=== Saved entries ===

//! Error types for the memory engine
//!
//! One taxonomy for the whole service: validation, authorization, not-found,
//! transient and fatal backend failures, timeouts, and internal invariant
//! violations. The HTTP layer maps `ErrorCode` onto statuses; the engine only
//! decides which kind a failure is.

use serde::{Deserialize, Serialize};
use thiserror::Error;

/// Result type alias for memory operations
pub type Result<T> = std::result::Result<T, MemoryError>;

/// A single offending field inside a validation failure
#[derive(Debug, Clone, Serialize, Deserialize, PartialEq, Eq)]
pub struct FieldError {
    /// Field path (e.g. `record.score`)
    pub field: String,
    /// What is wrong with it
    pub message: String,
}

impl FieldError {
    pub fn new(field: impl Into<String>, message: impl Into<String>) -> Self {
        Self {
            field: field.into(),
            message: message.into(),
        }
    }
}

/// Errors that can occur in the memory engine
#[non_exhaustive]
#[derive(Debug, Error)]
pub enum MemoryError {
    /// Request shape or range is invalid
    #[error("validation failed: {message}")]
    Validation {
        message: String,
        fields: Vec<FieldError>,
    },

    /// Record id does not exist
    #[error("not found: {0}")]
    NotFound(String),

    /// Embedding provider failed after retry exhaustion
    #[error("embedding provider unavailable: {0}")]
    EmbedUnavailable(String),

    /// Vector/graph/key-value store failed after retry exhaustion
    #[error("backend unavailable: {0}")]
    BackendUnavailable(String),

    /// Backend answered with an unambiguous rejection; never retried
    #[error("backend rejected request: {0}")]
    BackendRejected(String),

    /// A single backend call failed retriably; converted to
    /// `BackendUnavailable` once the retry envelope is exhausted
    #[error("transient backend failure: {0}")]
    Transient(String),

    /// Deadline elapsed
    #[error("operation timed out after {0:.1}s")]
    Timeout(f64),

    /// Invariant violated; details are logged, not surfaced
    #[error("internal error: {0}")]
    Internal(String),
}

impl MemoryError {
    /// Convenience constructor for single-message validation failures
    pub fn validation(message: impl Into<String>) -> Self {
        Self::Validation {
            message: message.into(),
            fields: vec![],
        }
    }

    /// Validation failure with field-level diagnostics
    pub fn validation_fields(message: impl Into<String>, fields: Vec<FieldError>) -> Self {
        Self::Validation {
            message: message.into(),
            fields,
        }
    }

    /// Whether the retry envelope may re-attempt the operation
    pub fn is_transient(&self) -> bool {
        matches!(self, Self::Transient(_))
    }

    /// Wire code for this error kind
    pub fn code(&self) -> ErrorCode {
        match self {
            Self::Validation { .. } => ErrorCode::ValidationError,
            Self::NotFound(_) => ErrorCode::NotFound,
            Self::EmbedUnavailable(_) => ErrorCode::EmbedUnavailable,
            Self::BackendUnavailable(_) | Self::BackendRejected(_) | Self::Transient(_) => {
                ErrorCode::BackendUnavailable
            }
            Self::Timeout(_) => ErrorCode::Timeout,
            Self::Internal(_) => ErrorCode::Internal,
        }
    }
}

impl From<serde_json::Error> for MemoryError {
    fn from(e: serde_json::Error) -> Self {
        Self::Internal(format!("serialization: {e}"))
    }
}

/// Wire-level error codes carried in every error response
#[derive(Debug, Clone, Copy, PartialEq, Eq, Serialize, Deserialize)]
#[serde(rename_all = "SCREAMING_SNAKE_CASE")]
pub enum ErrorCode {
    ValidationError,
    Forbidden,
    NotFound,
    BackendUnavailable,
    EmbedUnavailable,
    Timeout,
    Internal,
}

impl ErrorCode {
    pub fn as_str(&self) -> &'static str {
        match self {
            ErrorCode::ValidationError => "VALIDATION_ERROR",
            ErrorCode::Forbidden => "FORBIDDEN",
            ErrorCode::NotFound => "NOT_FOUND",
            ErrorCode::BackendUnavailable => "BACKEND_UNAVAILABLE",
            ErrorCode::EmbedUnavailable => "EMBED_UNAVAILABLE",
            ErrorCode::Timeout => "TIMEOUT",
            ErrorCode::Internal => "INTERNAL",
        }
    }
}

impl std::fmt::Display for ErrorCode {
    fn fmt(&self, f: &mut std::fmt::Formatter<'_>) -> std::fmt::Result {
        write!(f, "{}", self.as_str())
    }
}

...

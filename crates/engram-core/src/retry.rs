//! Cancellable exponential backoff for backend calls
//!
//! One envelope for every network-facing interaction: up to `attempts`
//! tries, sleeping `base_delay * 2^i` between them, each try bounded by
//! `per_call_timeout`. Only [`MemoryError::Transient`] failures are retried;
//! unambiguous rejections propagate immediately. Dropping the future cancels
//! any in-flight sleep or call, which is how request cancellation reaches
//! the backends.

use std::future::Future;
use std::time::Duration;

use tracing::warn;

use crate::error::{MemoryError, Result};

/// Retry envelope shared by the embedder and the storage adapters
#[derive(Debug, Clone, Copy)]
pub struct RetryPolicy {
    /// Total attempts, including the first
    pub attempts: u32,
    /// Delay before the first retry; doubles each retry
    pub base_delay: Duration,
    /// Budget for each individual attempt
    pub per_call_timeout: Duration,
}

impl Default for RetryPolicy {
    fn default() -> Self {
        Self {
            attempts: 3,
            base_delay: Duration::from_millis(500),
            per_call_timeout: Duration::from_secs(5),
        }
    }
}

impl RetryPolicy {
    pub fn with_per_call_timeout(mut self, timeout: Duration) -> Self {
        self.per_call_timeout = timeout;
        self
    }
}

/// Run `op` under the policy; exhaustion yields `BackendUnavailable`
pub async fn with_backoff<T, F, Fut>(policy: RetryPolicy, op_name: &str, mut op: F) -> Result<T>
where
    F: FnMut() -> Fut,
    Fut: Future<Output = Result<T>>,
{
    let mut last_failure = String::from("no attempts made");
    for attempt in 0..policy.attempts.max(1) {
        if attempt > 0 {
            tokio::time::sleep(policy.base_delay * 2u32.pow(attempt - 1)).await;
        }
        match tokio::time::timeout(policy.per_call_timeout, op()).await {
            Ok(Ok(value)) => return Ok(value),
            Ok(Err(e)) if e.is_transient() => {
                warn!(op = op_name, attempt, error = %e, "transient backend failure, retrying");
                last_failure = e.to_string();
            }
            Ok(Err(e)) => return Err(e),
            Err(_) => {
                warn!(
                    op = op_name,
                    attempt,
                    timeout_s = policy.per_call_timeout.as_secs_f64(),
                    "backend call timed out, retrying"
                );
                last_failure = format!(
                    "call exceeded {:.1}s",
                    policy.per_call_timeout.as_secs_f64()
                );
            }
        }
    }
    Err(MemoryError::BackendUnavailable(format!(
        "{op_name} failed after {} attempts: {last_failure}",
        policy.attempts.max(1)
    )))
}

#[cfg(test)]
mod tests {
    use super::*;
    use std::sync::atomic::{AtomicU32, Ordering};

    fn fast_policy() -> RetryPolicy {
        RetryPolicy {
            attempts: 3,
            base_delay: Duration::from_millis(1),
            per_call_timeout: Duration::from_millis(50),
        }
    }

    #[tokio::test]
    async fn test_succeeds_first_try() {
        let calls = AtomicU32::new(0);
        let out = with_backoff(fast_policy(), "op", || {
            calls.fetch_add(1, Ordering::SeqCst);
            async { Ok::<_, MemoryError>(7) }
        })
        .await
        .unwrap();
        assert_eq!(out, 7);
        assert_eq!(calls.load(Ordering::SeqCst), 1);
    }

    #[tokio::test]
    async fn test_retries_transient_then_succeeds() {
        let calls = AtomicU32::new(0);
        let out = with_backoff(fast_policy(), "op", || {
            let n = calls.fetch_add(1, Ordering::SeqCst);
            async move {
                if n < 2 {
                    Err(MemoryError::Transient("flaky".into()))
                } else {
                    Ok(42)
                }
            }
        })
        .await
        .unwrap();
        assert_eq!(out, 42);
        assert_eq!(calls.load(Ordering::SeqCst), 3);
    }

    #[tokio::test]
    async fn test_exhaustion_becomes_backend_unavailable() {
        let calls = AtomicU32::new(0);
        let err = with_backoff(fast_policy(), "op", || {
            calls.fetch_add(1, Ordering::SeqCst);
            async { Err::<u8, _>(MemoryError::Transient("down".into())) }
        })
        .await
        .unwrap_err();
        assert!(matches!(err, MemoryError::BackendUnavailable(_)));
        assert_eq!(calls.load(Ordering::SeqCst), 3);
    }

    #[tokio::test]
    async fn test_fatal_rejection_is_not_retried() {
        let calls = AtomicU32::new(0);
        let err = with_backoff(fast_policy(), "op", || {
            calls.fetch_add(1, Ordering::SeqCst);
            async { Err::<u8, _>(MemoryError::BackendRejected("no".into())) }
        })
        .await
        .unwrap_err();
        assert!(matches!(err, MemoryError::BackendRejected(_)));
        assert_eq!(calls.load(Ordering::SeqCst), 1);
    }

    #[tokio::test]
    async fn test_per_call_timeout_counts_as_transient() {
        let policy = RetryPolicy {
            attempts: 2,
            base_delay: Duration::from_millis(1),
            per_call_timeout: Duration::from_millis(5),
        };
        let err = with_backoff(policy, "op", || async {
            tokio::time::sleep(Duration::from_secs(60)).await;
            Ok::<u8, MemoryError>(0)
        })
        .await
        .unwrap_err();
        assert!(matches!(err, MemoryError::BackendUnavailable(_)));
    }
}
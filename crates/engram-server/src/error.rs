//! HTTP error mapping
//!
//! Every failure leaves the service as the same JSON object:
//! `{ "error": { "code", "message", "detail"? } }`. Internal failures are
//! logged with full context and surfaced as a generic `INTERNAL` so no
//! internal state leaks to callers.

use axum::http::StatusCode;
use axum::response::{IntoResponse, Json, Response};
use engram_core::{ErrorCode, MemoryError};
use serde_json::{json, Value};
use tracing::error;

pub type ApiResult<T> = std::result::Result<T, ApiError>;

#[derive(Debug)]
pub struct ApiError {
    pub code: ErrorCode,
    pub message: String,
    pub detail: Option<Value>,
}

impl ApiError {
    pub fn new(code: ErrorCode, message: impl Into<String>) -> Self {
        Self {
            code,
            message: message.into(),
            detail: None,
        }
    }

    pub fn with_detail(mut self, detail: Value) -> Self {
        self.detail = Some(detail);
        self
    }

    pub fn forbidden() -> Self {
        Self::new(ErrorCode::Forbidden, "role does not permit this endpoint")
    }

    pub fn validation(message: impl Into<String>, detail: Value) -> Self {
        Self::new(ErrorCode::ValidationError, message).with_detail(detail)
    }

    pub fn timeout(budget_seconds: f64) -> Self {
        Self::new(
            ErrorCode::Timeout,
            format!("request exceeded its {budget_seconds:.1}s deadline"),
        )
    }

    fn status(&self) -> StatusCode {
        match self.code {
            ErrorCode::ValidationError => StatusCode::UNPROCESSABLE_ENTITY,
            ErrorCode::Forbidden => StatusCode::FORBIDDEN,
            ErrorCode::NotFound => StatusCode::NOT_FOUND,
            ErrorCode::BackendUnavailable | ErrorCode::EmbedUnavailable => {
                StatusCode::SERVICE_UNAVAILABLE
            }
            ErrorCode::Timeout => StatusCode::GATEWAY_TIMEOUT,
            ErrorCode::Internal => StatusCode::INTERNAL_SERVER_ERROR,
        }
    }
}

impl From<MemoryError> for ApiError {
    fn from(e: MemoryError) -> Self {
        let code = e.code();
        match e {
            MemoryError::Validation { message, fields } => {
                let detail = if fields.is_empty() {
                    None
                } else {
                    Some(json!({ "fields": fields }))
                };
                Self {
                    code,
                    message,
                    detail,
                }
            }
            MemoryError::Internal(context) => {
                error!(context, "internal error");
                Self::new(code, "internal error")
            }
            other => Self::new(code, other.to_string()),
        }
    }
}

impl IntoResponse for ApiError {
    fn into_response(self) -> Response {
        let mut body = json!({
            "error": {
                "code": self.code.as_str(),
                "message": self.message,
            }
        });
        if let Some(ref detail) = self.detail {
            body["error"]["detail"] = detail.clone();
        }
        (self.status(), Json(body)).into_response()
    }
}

=== To do ===
Show all lines above that contain "warn".

=== Result ===
use tracing::warn;
                warn!(op = op_name, attempt, error = %e, "transient backend failure, retrying");
                warn!(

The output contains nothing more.